An interesting interview conducted by the Times (UK) Online here. Some nuggets:
When I ask if he finds the art establishment preferable to the one he is more used to, Dylan grins and pulls a face of mock disgust. “The music world's a made-up bunch of hypocritical rubbish. I know from publishing a memoir [2004's Chronicles Volume One] that the book people are a whole lot saner. And the art world? From the small steps I've taken in it, I'd say, yeah, the people are honest, upfront and deliver what they say. Basically, they are who they say they are. They don't pretend. And having been in the music world most of my life [he laughs again], I can tell you it's not that way. Let's just say it's less...dignified.”He's had two proposals for a new series of paintings, both of which he sounds interested in doing. The first is Dylan portraits of celebrities: "inventors, mathematicians, scientists, business people, actors..." The other Dylan's interpretation of "historically romantic figures. Napoleon and Josephine, Dante and Beatrice, Captain John Smith and Pocahontas, Brad and Angelina [here he laughs]..."

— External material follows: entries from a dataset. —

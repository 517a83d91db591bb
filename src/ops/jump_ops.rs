//! Branches, jumps, subroutine linkage, interrupts, and the flag-only /
//! no-operand instructions (flag clear/set, BIT, NOP).
//!
//! JSR pushes `PC-1` (the address of the JSR's last operand byte), not the
//! raw post-fetch PC; RTS pulls that value and adds 1 back. BRK pushes
//! `PC+1` and vectors through `$FFFE`/`$FFFF`, the IRQ/BRK vector.

use crate::cpu::Cpu;
use crate::memory::interrupt_vector;
use crate::opcodes::Mode;
use crate::status::StatusFlag;

fn branch(cpu: &mut Cpu, penalty: u8, taken: bool) {
  let (target, crossed) = cpu.resolve_branch_target();
  if taken {
    cpu.pc = target;
    cpu.cycles += 1;
    if crossed {
      cpu.cycles += penalty as u64;
    }
  }
}

/// Branch on carry clear.
pub fn bcc(cpu: &mut Cpu, _mode: Mode, penalty: u8) {
  let taken = !cpu.p.get(StatusFlag::Carry);
  branch(cpu, penalty, taken);
}

/// Branch on carry set.
pub fn bcs(cpu: &mut Cpu, _mode: Mode, penalty: u8) {
  let taken = cpu.p.get(StatusFlag::Carry);
  branch(cpu, penalty, taken);
}

/// Branch on result zero.
pub fn beq(cpu: &mut Cpu, _mode: Mode, penalty: u8) {
  let taken = cpu.p.get(StatusFlag::Zero);
  branch(cpu, penalty, taken);
}

/// Branch on result minus.
pub fn bmi(cpu: &mut Cpu, _mode: Mode, penalty: u8) {
  let taken = cpu.p.get(StatusFlag::Negative);
  branch(cpu, penalty, taken);
}

/// Branch on result not zero.
pub fn bne(cpu: &mut Cpu, _mode: Mode, penalty: u8) {
  let taken = !cpu.p.get(StatusFlag::Zero);
  branch(cpu, penalty, taken);
}

/// Branch on result plus.
pub fn bpl(cpu: &mut Cpu, _mode: Mode, penalty: u8) {
  let taken = !cpu.p.get(StatusFlag::Negative);
  branch(cpu, penalty, taken);
}

/// Branch on overflow clear.
pub fn bvc(cpu: &mut Cpu, _mode: Mode, penalty: u8) {
  let taken = !cpu.p.get(StatusFlag::Overflow);
  branch(cpu, penalty, taken);
}

/// Branch on overflow set.
pub fn bvs(cpu: &mut Cpu, _mode: Mode, penalty: u8) {
  let taken = cpu.p.get(StatusFlag::Overflow);
  branch(cpu, penalty, taken);
}

/// Test bits in memory against A, without modifying A.
/// Function: A&{adr}  Flags: N V Z (Z from A&M; N,V copied straight from
/// bits 7 and 6 of the memory operand).
pub fn bit(cpu: &mut Cpu, mode: Mode, penalty: u8) {
  let value = cpu.read_operand(mode, penalty);
  cpu.p.set(StatusFlag::Zero, (cpu.a & value) == 0);
  cpu.p.set(StatusFlag::Negative, value & 0b1000_0000 != 0);
  cpu.p.set(StatusFlag::Overflow, value & 0b0100_0000 != 0);
}

/// Clear carry.
pub fn clc(cpu: &mut Cpu, _mode: Mode, _penalty: u8) {
  cpu.p.set(StatusFlag::Carry, false);
}

/// Set carry.
pub fn sec(cpu: &mut Cpu, _mode: Mode, _penalty: u8) {
  cpu.p.set(StatusFlag::Carry, true);
}

/// Clear decimal mode. BCD arithmetic itself is out of scope; the bit is
/// still tracked so NES software that toggles it observes the flag.
pub fn cld(cpu: &mut Cpu, _mode: Mode, _penalty: u8) {
  cpu.p.set(StatusFlag::Decimal, false);
}

/// Set decimal mode.
pub fn sed(cpu: &mut Cpu, _mode: Mode, _penalty: u8) {
  cpu.p.set(StatusFlag::Decimal, true);
}

/// Clear interrupt disable.
pub fn cli(cpu: &mut Cpu, _mode: Mode, _penalty: u8) {
  cpu.p.set(StatusFlag::InterruptDisable, false);
}

/// Set interrupt disable.
pub fn sei(cpu: &mut Cpu, _mode: Mode, _penalty: u8) {
  cpu.p.set(StatusFlag::InterruptDisable, true);
}

/// Clear overflow.
pub fn clv(cpu: &mut Cpu, _mode: Mode, _penalty: u8) {
  cpu.p.set(StatusFlag::Overflow, false);
}

/// No operation; consumes only the bytes and cycles its opcode entry
/// declares. Used both for the official `$EA` and the documented-as-NOP
/// illegal opcodes dispatched through this same handler.
pub fn nop(cpu: &mut Cpu, mode: Mode, penalty: u8) {
  if mode != Mode::Implied {
    // Illegal NOPs still read their operand, for correct cycle/page-cross
    // accounting, and discard the value.
    cpu.read_operand(mode, penalty);
  }
}

/// Jump. Function: PC:={adr}
pub fn jmp(cpu: &mut Cpu, mode: Mode, _penalty: u8) {
  let address = cpu.resolve_write_address(mode);
  cpu.pc = address;
}

/// Jump to subroutine: pushes the address of the *last byte of the JSR
/// instruction* (`PC-1` at the point the operand has been fully fetched),
/// not the address of the next instruction.
/// Function: (S)-:=PC+2,PC:={adr}
pub fn jsr(cpu: &mut Cpu, mode: Mode, _penalty: u8) {
  let address = cpu.resolve_write_address(mode);
  let return_point = cpu.pc.wrapping_sub(1);
  cpu.push_stack_u16(return_point);
  cpu.pc = address;
}

/// Return from subroutine: pulls the pushed `PC-1` and adds 1 back.
/// Function: PC:=+(S)+1
pub fn rts(cpu: &mut Cpu, _mode: Mode, _penalty: u8) {
  let return_point = cpu.pull_stack_u16();
  cpu.pc = return_point.wrapping_add(1);
}

/// Force break: pushes `PC+1`, pushes P with B and U set, sets I, and
/// vectors through `$FFFE`/`$FFFF` — the IRQ/BRK vector, not the reset
/// vector.
/// Function: (S)-:=PC+1,(S)-:=P,I:=1,PC:=($FFFE)
pub fn brk(cpu: &mut Cpu, _mode: Mode, _penalty: u8) {
  let return_point = cpu.pc.wrapping_add(1);
  cpu.push_stack_u16(return_point);
  let pushed = cpu.p.as_pushed_byte();
  cpu.push_stack_u8(pushed);
  cpu.p.set(StatusFlag::InterruptDisable, true);
  cpu.pc = cpu.read(interrupt_vector::IRQ_BRK) as u16
    | ((cpu.read(interrupt_vector::IRQ_BRK + 1) as u16) << 8);
}

/// Return from interrupt: pulls P (forcing Break clear, Unused set) then
/// pulls PC directly, with no +1 — unlike RTS, the pushed PC was never
/// decremented.
/// Function: P:=+(S),PC:=+(S)
pub fn rti(cpu: &mut Cpu, _mode: Mode, _penalty: u8) {
  let pulled_p = cpu.pull_stack_u8();
  cpu.p = crate::status::Status::from_pulled_byte(pulled_p);
  cpu.pc = cpu.pull_stack_u16();
}

#[cfg(test)]
mod test {
  use super::*;

  #[test]
  fn brk_pushes_pc_plus_one_and_vectors_through_irq_brk() {
    let mut cpu = Cpu::new(&[], Some(0xC000));
    cpu.write(0xFFFE, 0x00);
    cpu.write(0xFFFF, 0x90);
    cpu.sp = 0xFD;
    brk(&mut cpu, Mode::Implied, 0);
    assert_eq!(cpu.pc, 0x9000);
    assert!(cpu.p.get(StatusFlag::InterruptDisable));
    let pushed_p = cpu.read(0x01FC);
    assert!(pushed_p & (StatusFlag::Break as u8) != 0);
    let pushed_pc = cpu.read(0x01FD) as u16 | ((cpu.read(0x01FE) as u16) << 8);
    assert_eq!(pushed_pc, 0xC001);
  }

  #[test]
  fn rti_restores_pc_without_incrementing() {
    let mut cpu = Cpu::new(&[], Some(0x0000));
    cpu.sp = 0xFD;
    cpu.push_stack_u16(0x8000);
    cpu.push_stack_u8(0b0010_0001);
    rti(&mut cpu, Mode::Implied, 0);
    assert_eq!(cpu.pc, 0x8000);
    assert!(cpu.p.get(StatusFlag::Carry));
  }

  #[test]
  fn bit_copies_bits_7_and_6_and_computes_zero_from_and() {
    let mut cpu = Cpu::new(&[0x00], Some(0xC000));
    cpu.a = 0x00;
    cpu.write(0x00, 0b1100_0000);
    bit(&mut cpu, Mode::ZeroPage, 0);
    assert!(cpu.p.get(StatusFlag::Zero));
    assert!(cpu.p.get(StatusFlag::Negative));
    assert!(cpu.p.get(StatusFlag::Overflow));
  }
}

As already reported, he's at work on Volume II of Chronicles. On Volume I he notes:
“It took me maybe two years in total. I was touring so much in the beginning, on days off or on a bus, I'd write my thoughts out in longhand or on a typewriter. It was the transcribing of the stuff, the rereading and retelling of it, that was time-consuming and I came to figure that there had to be a better way. I know what that is now. You need a full-time secretary so that you can get the ideas down immediately, then deal with them later.”He is, unsurprisingly, hopeful about Barack Obama:
“Well, you know right now America is in a state of upheaval,” he says. “Poverty is demoralising. You can't expect people to have the virtue of purity when they are poor. But we've got this guy out there now who is redefining the nature of politics from the ground up...Barack Obama. He's redefining what a politician is, so we'll have to see how things play out. Am I hopeful? Yes, I'm hopeful that things might change. Some things are going to have to.” He offers a parting handshake. “You should always take the best from the past, leave the worst back there and go forward into the future,” he notes as the door closes between us.And when Theme Time Radio Hour is mentioned, Dylan smiles.